Example 2, Example 3 and Comparative Example 2 having lecithin content of 0.05, 0.10 and 0.15 parts by weight / fat oil 1 part by weight as test liquids, and lecithin content of 0 as control liquid Comparative Example 5 having 12 parts by weight / 1 part by weight of fats and oils was used.
[0054]
SD male rats (body weight 200-240 g) were fasted for 16 hours before administration. Thereafter, 40 ml / kg body weight of each of the three test solutions was continuously administered from the tail vein of the rat using an infusion pump at a rate of 1.0 ml / min. The control solution was 4 ml / kg body weight. Blood was collected from the tail vein of the rat 45 minutes after the completion of administration. The blood is centrifuged (150 × g, 5 minutes, 4 ° C.), the supernatant is collected, and a phospholipid measurement reagent (Phospholipid C-Test Wako, manufactured by Wako Pure Chemical Industries, Ltd.) is used.

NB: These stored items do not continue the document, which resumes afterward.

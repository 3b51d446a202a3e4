//! Data models for extraction requests, records and configuration.

pub mod config;
pub mod document;
pub mod record;
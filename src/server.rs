use crate::controls::PlayerControls;
use crate::notify::EventSink;
use crate::player::Player;

/// One hosted player session: the mutable [`Player`] view plus the
/// application's [`PlayerControls`].
///
/// The remote entry points — commands and property writes arriving from the
/// bus — live in [`crate::dispatch`] as further methods on this type; each
/// checks the relevant capability flag before touching state or invoking a
/// handler.
///
/// The server is a plain owned value with no global state. It is not
/// internally thread-safe: the bus adapter holds it behind a lock and
/// serializes inbound calls against host-side mutation.
#[derive(Debug, Default)]
pub struct Server {
    player: Player,
    controls: PlayerControls,
}

impl Server {
    /// Create a server with default state and no registered handlers.
    pub fn new() -> Self {
        Self::default()
    }

    /// The player view: state reads and host-side mutation.
    pub fn player(&self) -> &Player {
        &self.player
    }

    /// Mutable player view for host-side updates (position ticks, metadata
    /// on track change, ...). Every mutation notifies the transport.
    pub fn player_mut(&mut self) -> &mut Player {
        &mut self.player
    }

    /// The registered handler set.
    pub fn controls(&self) -> &PlayerControls {
        &self.controls
    }

    /// Register or replace handlers. Capability flags reflect the new set
    /// immediately.
    pub fn controls_mut(&mut self) -> &mut PlayerControls {
        &mut self.controls
    }

    /// Attach the transport's notification sink.
    pub fn set_event_sink(&mut self, sink: Box<dyn EventSink>) {
        self.player.set_event_sink(sink);
    }

    /// Split borrow for dispatch: handlers borrow the player mutably while
    /// the controls invoke them.
    pub(crate) fn parts(&mut self) -> (&mut Player, &mut PlayerControls) {
        (&mut self.player, &mut self.controls)
    }
}
use tracing::debug;

use crate::player::Player;
use crate::types::LoopStatus;

type Command = Box<dyn FnMut(&mut Player) + Send>;
type SeekHandler = Box<dyn FnMut(&mut Player, i64) + Send>;
type SetPositionHandler = Box<dyn FnMut(&mut Player, &str, i64) + Send>;
type OpenUriHandler = Box<dyn FnMut(&mut Player, &str) + Send>;
type LoopStatusHandler = Box<dyn FnMut(&mut Player, LoopStatus) + Send>;
type BoolHandler = Box<dyn FnMut(&mut Player, bool) + Send>;
type FloatHandler = Box<dyn FnMut(&mut Player, f64) + Send>;

/// The application's handler set: one optional slot per remote command and
/// per remotely writable attribute.
///
/// Capability flags are pure functions over slot presence, recomputed on
/// every read. A flag flips to true the moment its dependent handlers are
/// registered and is never cached, so controllers always see the wired-up
/// feature set.
///
/// Handlers receive the mutable [`Player`] view and run on the transport's
/// dispatch task; a handler that blocks stalls command delivery, so long
/// work belongs on the application's own tasks.
#[derive(Default)]
pub struct PlayerControls {
    raise: Option<Command>,
    quit: Option<Command>,
    next: Option<Command>,
    previous: Option<Command>,
    pause: Option<Command>,
    play_pause: Option<Command>,
    stop: Option<Command>,
    play: Option<Command>,
    seek: Option<SeekHandler>,
    set_position: Option<SetPositionHandler>,
    open_uri: Option<OpenUriHandler>,
    fullscreen_changed: Option<BoolHandler>,
    loop_status_changed: Option<LoopStatusHandler>,
    rate_changed: Option<FloatHandler>,
    shuffle_changed: Option<BoolHandler>,
    volume_changed: Option<FloatHandler>,
}

impl PlayerControls {
    /// Create an empty handler set; every capability starts out false.
    pub fn new() -> Self {
        Self::default()
    }

    /// Register the Raise handler.
    pub fn on_raise(&mut self, f: impl FnMut(&mut Player) + Send + 'static) -> &mut Self {
        self.raise = Some(Box::new(f));
        self
    }

    /// Register the Quit handler.
    pub fn on_quit(&mut self, f: impl FnMut(&mut Player) + Send + 'static) -> &mut Self {
        self.quit = Some(Box::new(f));
        self
    }

    /// Register the Next handler.
    pub fn on_next(&mut self, f: impl FnMut(&mut Player) + Send + 'static) -> &mut Self {
        self.next = Some(Box::new(f));
        self
    }

    /// Register the Previous handler.
    pub fn on_previous(&mut self, f: impl FnMut(&mut Player) + Send + 'static) -> &mut Self {
        self.previous = Some(Box::new(f));
        self
    }

    /// Register the Pause handler.
    ///
    /// The handler owns the resulting status change; the dispatcher never
    /// sets `PlaybackStatus` on its behalf.
    pub fn on_pause(&mut self, f: impl FnMut(&mut Player) + Send + 'static) -> &mut Self {
        self.pause = Some(Box::new(f));
        self
    }

    /// Register the PlayPause handler.
    pub fn on_play_pause(&mut self, f: impl FnMut(&mut Player) + Send + 'static) -> &mut Self {
        self.play_pause = Some(Box::new(f));
        self
    }

    /// Register the Stop handler.
    pub fn on_stop(&mut self, f: impl FnMut(&mut Player) + Send + 'static) -> &mut Self {
        self.stop = Some(Box::new(f));
        self
    }

    /// Register the Play handler.
    pub fn on_play(&mut self, f: impl FnMut(&mut Player) + Send + 'static) -> &mut Self {
        self.play = Some(Box::new(f));
        self
    }

    /// Register the Seek handler.
    ///
    /// Receives the relative offset in microseconds. Combining it with the
    /// current position, storing the result, and requesting the seeked
    /// notification are all up to the handler.
    pub fn on_seek(&mut self, f: impl FnMut(&mut Player, i64) + Send + 'static) -> &mut Self {
        self.seek = Some(Box::new(f));
        self
    }

    /// Register the SetPosition handler.
    ///
    /// Receives the track id path and the absolute position in
    /// microseconds. The handler validates that the track id matches the
    /// current track; mismatches are ignored by convention, not errors.
    pub fn on_set_position(
        &mut self,
        f: impl FnMut(&mut Player, &str, i64) + Send + 'static,
    ) -> &mut Self {
        self.set_position = Some(Box::new(f));
        self
    }

    /// Register the OpenUri handler.
    ///
    /// Scheme validation against `SupportedUriSchemes` is left to the
    /// handler.
    pub fn on_open_uri(&mut self, f: impl FnMut(&mut Player, &str) + Send + 'static) -> &mut Self {
        self.open_uri = Some(Box::new(f));
        self
    }

    /// Register the callback for remote `Fullscreen` writes.
    ///
    /// Registering this is what makes `CanSetFullscreen` true.
    pub fn on_fullscreen_changed(
        &mut self,
        f: impl FnMut(&mut Player, bool) + Send + 'static,
    ) -> &mut Self {
        self.fullscreen_changed = Some(Box::new(f));
        self
    }

    /// Register the callback for remote `LoopStatus` writes.
    pub fn on_loop_status_changed(
        &mut self,
        f: impl FnMut(&mut Player, LoopStatus) + Send + 'static,
    ) -> &mut Self {
        self.loop_status_changed = Some(Box::new(f));
        self
    }

    /// Register the callback for remote `Rate` writes.
    pub fn on_rate_changed(
        &mut self,
        f: impl FnMut(&mut Player, f64) + Send + 'static,
    ) -> &mut Self {
        self.rate_changed = Some(Box::new(f));
        self
    }

    /// Register the callback for remote `Shuffle` writes.
    pub fn on_shuffle_changed(
        &mut self,
        f: impl FnMut(&mut Player, bool) + Send + 'static,
    ) -> &mut Self {
        self.shuffle_changed = Some(Box::new(f));
        self
    }

    /// Register the callback for remote `Volume` writes.
    pub fn on_volume_changed(
        &mut self,
        f: impl FnMut(&mut Player, f64) + Send + 'static,
    ) -> &mut Self {
        self.volume_changed = Some(Box::new(f));
        self
    }

    /// Whether the player accepts control commands at all.
    ///
    /// True iff the loop-status, shuffle and volume callbacks plus the Stop
    /// handler are all registered.
    pub fn can_control(&self) -> bool {
        self.loop_status_changed.is_some()
            && self.shuffle_changed.is_some()
            && self.volume_changed.is_some()
            && self.stop.is_some()
    }

    /// Whether Next is supported.
    pub fn can_go_next(&self) -> bool {
        self.can_control() && self.next.is_some()
    }

    /// Whether Previous is supported.
    pub fn can_go_previous(&self) -> bool {
        self.can_control() && self.previous.is_some()
    }

    /// Whether Play is supported (requires both Play and PlayPause).
    pub fn can_play(&self) -> bool {
        self.can_control() && self.play.is_some() && self.play_pause.is_some()
    }

    /// Whether Pause is supported (requires both Pause and PlayPause).
    pub fn can_pause(&self) -> bool {
        self.can_control() && self.pause.is_some() && self.play_pause.is_some()
    }

    /// Whether Seek and SetPosition are supported.
    pub fn can_seek(&self) -> bool {
        self.can_control() && self.seek.is_some()
    }

    /// Whether Quit is supported. Not gated on `can_control`.
    pub fn can_quit(&self) -> bool {
        self.quit.is_some()
    }

    /// Whether Raise is supported. Not gated on `can_control`.
    pub fn can_raise(&self) -> bool {
        self.raise.is_some()
    }

    /// Whether remote `Fullscreen` writes are supported.
    pub fn can_set_fullscreen(&self) -> bool {
        self.fullscreen_changed.is_some()
    }

    fn call(slot: &mut Option<Command>, name: &str, player: &mut Player) {
        match slot {
            Some(f) => f(player),
            None => debug!(command = name, "not implemented"),
        }
    }

    pub(crate) fn call_raise(&mut self, player: &mut Player) {
        Self::call(&mut self.raise, "Raise", player);
    }

    pub(crate) fn call_quit(&mut self, player: &mut Player) {
        Self::call(&mut self.quit, "Quit", player);
    }

    pub(crate) fn call_next(&mut self, player: &mut Player) {
        Self::call(&mut self.next, "Next", player);
    }

    pub(crate) fn call_previous(&mut self, player: &mut Player) {
        Self::call(&mut self.previous, "Previous", player);
    }

    pub(crate) fn call_pause(&mut self, player: &mut Player) {
        Self::call(&mut self.pause, "Pause", player);
    }

    pub(crate) fn call_play_pause(&mut self, player: &mut Player) {
        Self::call(&mut self.play_pause, "PlayPause", player);
    }

    pub(crate) fn call_stop(&mut self, player: &mut Player) {
        Self::call(&mut self.stop, "Stop", player);
    }

    pub(crate) fn call_play(&mut self, player: &mut Player) {
        Self::call(&mut self.play, "Play", player);
    }

    pub(crate) fn call_seek(&mut self, player: &mut Player, offset: i64) {
        match &mut self.seek {
            Some(f) => f(player, offset),
            None => debug!(command = "Seek", "not implemented"),
        }
    }

    pub(crate) fn call_set_position(&mut self, player: &mut Player, track_id: &str, position: i64) {
        match &mut self.set_position {
            Some(f) => f(player, track_id, position),
            None => debug!(command = "SetPosition", "not implemented"),
        }
    }

    pub(crate) fn call_open_uri(&mut self, player: &mut Player, uri: &str) {
        match &mut self.open_uri {
            Some(f) => f(player, uri),
            None => debug!(command = "OpenUri", "not implemented"),
        }
    }

    pub(crate) fn call_fullscreen_changed(&mut self, player: &mut Player, value: bool) {
        if let Some(f) = &mut self.fullscreen_changed {
            f(player, value);
        }
    }

    pub(crate) fn call_loop_status_changed(&mut self, player: &mut Player, value: LoopStatus) {
        if let Some(f) = &mut self.loop_status_changed {
            f(player, value);
        }
    }

    pub(crate) fn call_rate_changed(&mut self, player: &mut Player, value: f64) {
        if let Some(f) = &mut self.rate_changed {
            f(player, value);
        }
    }

    pub(crate) fn call_shuffle_changed(&mut self, player: &mut Player, value: bool) {
        if let Some(f) = &mut self.shuffle_changed {
            f(player, value);
        }
    }

    pub(crate) fn call_volume_changed(&mut self, player: &mut Player, value: f64) {
        if let Some(f) = &mut self.volume_changed {
            f(player, value);
        }
    }
}

impl std::fmt::Debug for PlayerControls {
    fn fmt(&self, f: &mut std::fmt::Formatter<'_>) -> std::fmt::Result {
        f.debug_struct("PlayerControls")
            .field("can_control", &self.can_control())
            .field("can_go_next", &self.can_go_next())
            .field("can_go_previous", &self.can_go_previous())
            .field("can_play", &self.can_play())
            .field("can_pause", &self.can_pause())
            .field("can_seek", &self.can_seek())
            .field("can_quit", &self.can_quit())
            .field("can_raise", &self.can_raise())
            .field("can_set_fullscreen", &self.can_set_fullscreen())
            .finish_non_exhaustive()
    }
}
//! Integration tests for the hosted player core, driven through the public
//! API with a recording notification sink in place of the bus.

#![allow(clippy::unwrap_used)]

use std::sync::atomic::{AtomicUsize, Ordering};
use std::sync::{Arc, Mutex};

use mpris_host::{
    Error, EventSink, Interface, LoopStatus, PlaybackStatus, Prop, Server,
};

/// Everything the core asked the transport to deliver.
#[derive(Debug, Clone, PartialEq)]
enum Recorded {
    Changed(Interface, Vec<Prop>),
    Seeked(i64),
}

#[derive(Clone, Default)]
struct RecordingSink {
    events: Arc<Mutex<Vec<Recorded>>>,
}

impl RecordingSink {
    fn take(&self) -> Vec<Recorded> {
        std::mem::take(&mut *self.events.lock().unwrap())
    }

    fn is_empty(&self) -> bool {
        self.events.lock().unwrap().is_empty()
    }
}

impl EventSink for RecordingSink {
    fn properties_changed(&self, interface: Interface, props: &[Prop]) {
        self.events
            .lock()
            .unwrap()
            .push(Recorded::Changed(interface, props.to_vec()));
    }

    fn seeked(&self, position: i64) {
        self.events.lock().unwrap().push(Recorded::Seeked(position));
    }
}

fn recording_server() -> (Server, RecordingSink) {
    let mut server = Server::new();
    let sink = RecordingSink::default();
    server.set_event_sink(Box::new(sink.clone()));
    (server, sink)
}

/// Register the four handlers `CanControl` derives from.
fn make_controllable(server: &mut Server) {
    server
        .controls_mut()
        .on_loop_status_changed(|_, _| {})
        .on_shuffle_changed(|_, _| {})
        .on_volume_changed(|_, _| {})
        .on_stop(|_| {});
}

fn counter() -> (Arc<AtomicUsize>, impl Fn() -> usize) {
    let count = Arc::new(AtomicUsize::new(0));
    let reader = {
        let count = Arc::clone(&count);
        move || count.load(Ordering::SeqCst)
    };
    (count, reader)
}

mod commands {
    use super::*;

    #[test]
    fn seek_without_capability_is_denied_with_no_side_effects() {
        let (mut server, sink) = recording_server();
        let (invocations, invoked) = counter();

        // Seek handler present, but CanControl is false, so CanSeek is too.
        server.controls_mut().on_seek({
            let invocations = Arc::clone(&invocations);
            move |_, _| {
                invocations.fetch_add(1, Ordering::SeqCst);
            }
        });

        let result = server.seek(5_000_000);

        assert!(matches!(result, Err(Error::PermissionDenied(_))));
        assert_eq!(invoked(), 0);
        assert!(sink.is_empty());
    }

    #[test]
    fn pause_invokes_handler_once_and_leaves_status_alone() {
        let (mut server, sink) = recording_server();
        make_controllable(&mut server);
        let (invocations, invoked) = counter();

        server
            .controls_mut()
            .on_play_pause(|_| {})
            .on_pause({
                let invocations = Arc::clone(&invocations);
                move |_| {
                    invocations.fetch_add(1, Ordering::SeqCst);
                }
            });

        server.pause().unwrap();

        assert_eq!(invoked(), 1);
        assert_eq!(
            server.player().state().playback_status(),
            PlaybackStatus::Stopped
        );
        assert!(sink.is_empty());
    }

    #[test]
    fn pause_status_change_comes_from_the_handler() {
        let (mut server, sink) = recording_server();
        make_controllable(&mut server);

        server
            .controls_mut()
            .on_play_pause(|_| {})
            .on_pause(|p| p.set_playback_status(PlaybackStatus::Paused));

        server.pause().unwrap();

        assert_eq!(
            server.player().state().playback_status(),
            PlaybackStatus::Paused
        );
        assert_eq!(
            sink.take(),
            vec![Recorded::Changed(
                Interface::Player,
                vec![Prop::PlaybackStatus]
            )]
        );
    }

    #[test]
    fn pause_requires_both_pause_and_play_pause_handlers() {
        let (mut server, _sink) = recording_server();
        make_controllable(&mut server);
        server.controls_mut().on_pause(|_| {});

        assert!(matches!(
            server.pause(),
            Err(Error::PermissionDenied("CanPause is false"))
        ));
    }

    #[test]
    fn play_pause_accepts_when_either_capability_holds() {
        let (mut server, _sink) = recording_server();
        make_controllable(&mut server);
        let (invocations, invoked) = counter();

        server
            .controls_mut()
            .on_play(|_| {})
            .on_play_pause({
                let invocations = Arc::clone(&invocations);
                move |_| {
                    invocations.fetch_add(1, Ordering::SeqCst);
                }
            });

        server.play_pause().unwrap();

        assert_eq!(invoked(), 1);
    }

    #[test]
    fn play_pause_is_denied_without_either_capability() {
        let (mut server, _sink) = recording_server();

        assert!(matches!(
            server.play_pause(),
            Err(Error::PermissionDenied(_))
        ));
    }

    #[test]
    fn stop_is_gated_by_can_control() {
        let (mut server, _sink) = recording_server();
        assert!(matches!(
            server.stop(),
            Err(Error::PermissionDenied("CanControl is false"))
        ));

        make_controllable(&mut server);
        server.stop().unwrap();
    }

    #[test]
    fn raise_and_quit_without_handlers_are_quiet_no_ops() {
        let (mut server, sink) = recording_server();

        server.raise();
        server.quit();

        assert!(sink.is_empty());
    }

    #[test]
    fn seek_handler_owns_position_and_the_seeked_event() {
        let (mut server, sink) = recording_server();
        make_controllable(&mut server);

        server.controls_mut().on_seek(|p, offset| {
            let position = p.state().position() + offset;
            p.set_position(position);
            p.seeked(position);
        });
        server.player_mut().set_position(10);
        sink.take();

        server.seek(5).unwrap();

        assert_eq!(server.player().state().position(), 15);
        assert_eq!(
            sink.take(),
            vec![
                Recorded::Changed(Interface::Player, vec![Prop::Position]),
                Recorded::Seeked(15),
            ]
        );
    }

    #[test]
    fn set_position_forwards_track_id_and_position_uncompared() {
        let (mut server, _sink) = recording_server();
        make_controllable(&mut server);
        let seen = Arc::new(Mutex::new(None));

        server.controls_mut().on_seek(|_, _| {}).on_set_position({
            let seen = Arc::clone(&seen);
            move |_, track_id, position| {
                *seen.lock().unwrap() = Some((track_id.to_owned(), position));
            }
        });

        // Track id does not match any current track; forwarded anyway.
        server.set_position("/org/mpris/track/99", 30).unwrap();

        assert_eq!(
            *seen.lock().unwrap(),
            Some(("/org/mpris/track/99".to_owned(), 30))
        );
    }

    #[test]
    fn open_uri_is_gated_only_by_handler_presence() {
        let (mut server, sink) = recording_server();
        let seen = Arc::new(Mutex::new(None));

        // No handler: quiet no-op.
        server.open_uri("file:///tmp/a.flac");
        assert!(sink.is_empty());

        server.controls_mut().on_open_uri({
            let seen = Arc::clone(&seen);
            move |_, uri| {
                *seen.lock().unwrap() = Some(uri.to_owned());
            }
        });
        server.open_uri("file:///tmp/a.flac");

        assert_eq!(*seen.lock().unwrap(), Some("file:///tmp/a.flac".to_owned()));
    }
}

mod property_writes {
    use super::*;

    #[test]
    fn bogus_loop_status_is_silently_ignored() {
        let (mut server, sink) = recording_server();
        let (invocations, invoked) = counter();

        server
            .controls_mut()
            .on_loop_status_changed({
                let invocations = Arc::clone(&invocations);
                move |_, _| {
                    invocations.fetch_add(1, Ordering::SeqCst);
                }
            })
            .on_shuffle_changed(|_, _| {})
            .on_volume_changed(|_, _| {})
            .on_stop(|_| {});
        assert!(server.can_control());

        server.set_loop_status_remote("Bogus").unwrap();

        assert_eq!(server.player().state().loop_status(), LoopStatus::None);
        assert_eq!(invoked(), 0);
        assert!(sink.is_empty());
    }

    #[test]
    fn valid_loop_status_applies_then_notifies() {
        let (mut server, sink) = recording_server();
        let seen = Arc::new(Mutex::new(None));

        server
            .controls_mut()
            .on_loop_status_changed({
                let seen = Arc::clone(&seen);
                move |_, status| {
                    *seen.lock().unwrap() = Some(status);
                }
            })
            .on_shuffle_changed(|_, _| {})
            .on_volume_changed(|_, _| {})
            .on_stop(|_| {});

        server.set_loop_status_remote("Track").unwrap();

        assert_eq!(server.player().state().loop_status(), LoopStatus::Track);
        assert_eq!(*seen.lock().unwrap(), Some(LoopStatus::Track));
        assert_eq!(
            sink.take(),
            vec![Recorded::Changed(Interface::Player, vec![Prop::LoopStatus])]
        );
    }

    #[test]
    fn shuffle_write_without_control_is_denied_and_unapplied() {
        let (mut server, sink) = recording_server();

        let result = server.set_shuffle_remote(true);

        assert!(matches!(
            result,
            Err(Error::PermissionDenied("CanControl is false"))
        ));
        assert!(!server.player().state().shuffle());
        assert!(sink.is_empty());
    }

    #[test]
    fn volume_write_with_control_applies_invokes_and_notifies() {
        let (mut server, sink) = recording_server();
        let seen = Arc::new(Mutex::new(None));

        server
            .controls_mut()
            .on_loop_status_changed(|_, _| {})
            .on_shuffle_changed(|_, _| {})
            .on_volume_changed({
                let seen = Arc::clone(&seen);
                move |_, volume| {
                    *seen.lock().unwrap() = Some(volume);
                }
            })
            .on_stop(|_| {});

        server.set_volume_remote(0.4).unwrap();

        assert_eq!(server.player().state().volume(), 0.4);
        assert_eq!(*seen.lock().unwrap(), Some(0.4));
        assert_eq!(
            sink.take(),
            vec![Recorded::Changed(Interface::Player, vec![Prop::Volume])]
        );
    }

    #[test]
    fn rate_write_is_never_gated() {
        let (mut server, sink) = recording_server();

        // No handlers registered at all; the write still lands.
        server.set_rate_remote(1.5);

        assert_eq!(server.player().state().rate(), 1.5);
        assert_eq!(
            sink.take(),
            vec![Recorded::Changed(Interface::Player, vec![Prop::Rate])]
        );
    }

    #[test]
    fn rate_callback_runs_only_when_registered() {
        let (mut server, _sink) = recording_server();
        let (invocations, invoked) = counter();

        server.set_rate_remote(1.5);
        assert_eq!(invoked(), 0);

        server.controls_mut().on_rate_changed({
            let invocations = Arc::clone(&invocations);
            move |_, _| {
                invocations.fetch_add(1, Ordering::SeqCst);
            }
        });
        server.set_rate_remote(0.5);

        assert_eq!(invoked(), 1);
    }

    #[test]
    fn fullscreen_write_requires_its_handler() {
        let (mut server, sink) = recording_server();

        assert!(matches!(
            server.set_fullscreen_remote(true),
            Err(Error::PermissionDenied("CanSetFullscreen is false"))
        ));
        assert!(sink.is_empty());

        server.controls_mut().on_fullscreen_changed(|_, _| {});
        server.set_fullscreen_remote(true).unwrap();

        assert!(server.player().state().fullscreen());
        assert_eq!(
            sink.take(),
            vec![Recorded::Changed(Interface::Root, vec![Prop::Fullscreen])]
        );
    }
}

mod notifications {
    use super::*;

    #[test]
    fn every_host_setter_names_its_attribute() {
        let (mut server, sink) = recording_server();

        server.player_mut().set_volume(0.9);
        server.player_mut().set_identity("demo");
        server.player_mut().set_shuffle(true);

        assert_eq!(
            sink.take(),
            vec![
                Recorded::Changed(Interface::Player, vec![Prop::Volume]),
                Recorded::Changed(Interface::Root, vec![Prop::Identity]),
                Recorded::Changed(Interface::Player, vec![Prop::Shuffle]),
            ]
        );
    }

    #[test]
    fn position_updates_do_not_imply_seeked() {
        let (mut server, sink) = recording_server();

        server.player_mut().set_position(1_000_000);
        server.player_mut().set_position(2_000_000);

        let events = sink.take();
        assert!(events.iter().all(|e| !matches!(e, Recorded::Seeked(_))));
        assert_eq!(events.len(), 2);
    }

    #[test]
    fn seeked_carries_the_exact_requested_position() {
        let (server, sink) = recording_server();

        server.player().seeked(123_456_789);

        assert_eq!(sink.take(), vec![Recorded::Seeked(123_456_789)]);
    }

    #[test]
    fn metadata_replacement_notifies_once_with_wire_named_entries() {
        use mpris_host::{Field, MetadataValue};
        use std::collections::HashMap;

        let (mut server, sink) = recording_server();
        server.player_mut().set_metadata(HashMap::from([(
            Field::Album,
            MetadataValue::from("gone soon"),
        )]));
        sink.take();

        server.player_mut().set_metadata(HashMap::from([
            (Field::Title, MetadataValue::from("X")),
            (Field::Artist, MetadataValue::from(vec!["Y".to_owned()])),
        ]));

        let metadata = server.player().state().metadata();
        assert_eq!(metadata.len(), 2);
        assert!(metadata.contains_key("xesam:title"));
        assert!(metadata.contains_key("xesam:artist"));
        assert!(!metadata.contains_key("xesam:album"));
        assert_eq!(
            sink.take(),
            vec![Recorded::Changed(Interface::Player, vec![Prop::Metadata])]
        );
    }
}

mod capabilities {
    use super::*;

    #[test]
    fn flags_flip_as_their_handlers_arrive() {
        let (mut server, _sink) = recording_server();
        assert!(!server.can_control());
        assert!(!server.can_seek());

        make_controllable(&mut server);
        assert!(server.can_control());
        assert!(!server.can_seek());

        server.controls_mut().on_seek(|_, _| {});
        assert!(server.can_seek());
    }

    #[test]
    fn reads_are_idempotent_between_mutations() {
        let (mut server, _sink) = recording_server();
        make_controllable(&mut server);

        assert_eq!(server.can_control(), server.can_control());
        assert_eq!(server.can_play(), server.can_play());
        assert!(!server.can_play());
    }
}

The blood phospholipid concentration was measured. The results are listed in Table 9 below.
[0055]
[Table 9]

** Significantly different at P <0.05 compared with Comparative Example 5 group (multiple comparison test)
[0056]
From the results of Table 9, the blood phospholipid concentration tended to increase depending on the lecithin content. In the lecithin-containing infusion preparation groups of 0.05 and 0.10 parts by weight / fat 1 part by weight, the phospholipid concentration in the blood was significantly lower than those in Comparative Examples 2 and 5. This suggests that the addition amount of lecithin, in which phospholipids are rapidly metabolized from blood, is 0.10 parts by weight / fat part by weight or less.
[0057]
【The invention's effect】
The peripheral nutritional infusion of the present invention is an infusion preparation containing fat, reducing sugar, amino acid and electrolyte, containing a low concentration of fats and oils, containing less emulsifier, and the pH at the time of mixing the ingredients is near neutral. In addition, by appropriately adjusting the titratable acidity and osmotic pressure ratio, the occurrence of phlebitis and vascular pain can be remarkably reduced, and the safety and stability are superior to those of conventional peripheral nutritional fluids. Is.

Claims (2)

A nutritional infusion preparation for peripheral intravenous administration comprising a fat emulsion obtained by emulsifying fats and oils with an emulsifier and a solution containing sugar (A) and a solution containing electrolyte and amino acid (B), wherein the solution (A) has a pH of 5. 0 to 6.0, solution (B) is adjusted to pH 7.0 to 7.5, pH at mixing is 7.0 to 7.5 , titration acidity is 5 mEq / L or less, and osmotic pressure ratio is 1 to 2. 7 and oils content of about 15-25 g / L, and relative to the addition amount of oil 1 part by weight of an emulsifier, for peripheral intravenous administration nutrition infusion preparation which is a 0.05 to 0.10 parts by weight . A solution (A) containing a fat emulsion obtained by emulsifying fats and oils using an emulsifier and a sugar in one chamber of an infusion container, which is a container having two chambers and in which a separation wall between the chambers can be separated and opened The infusion container containing the nutritional infusion preparation for peripheral vein administration according to claim 1, wherein the solution (B) containing electrolyte and amino acid is contained in another chamber.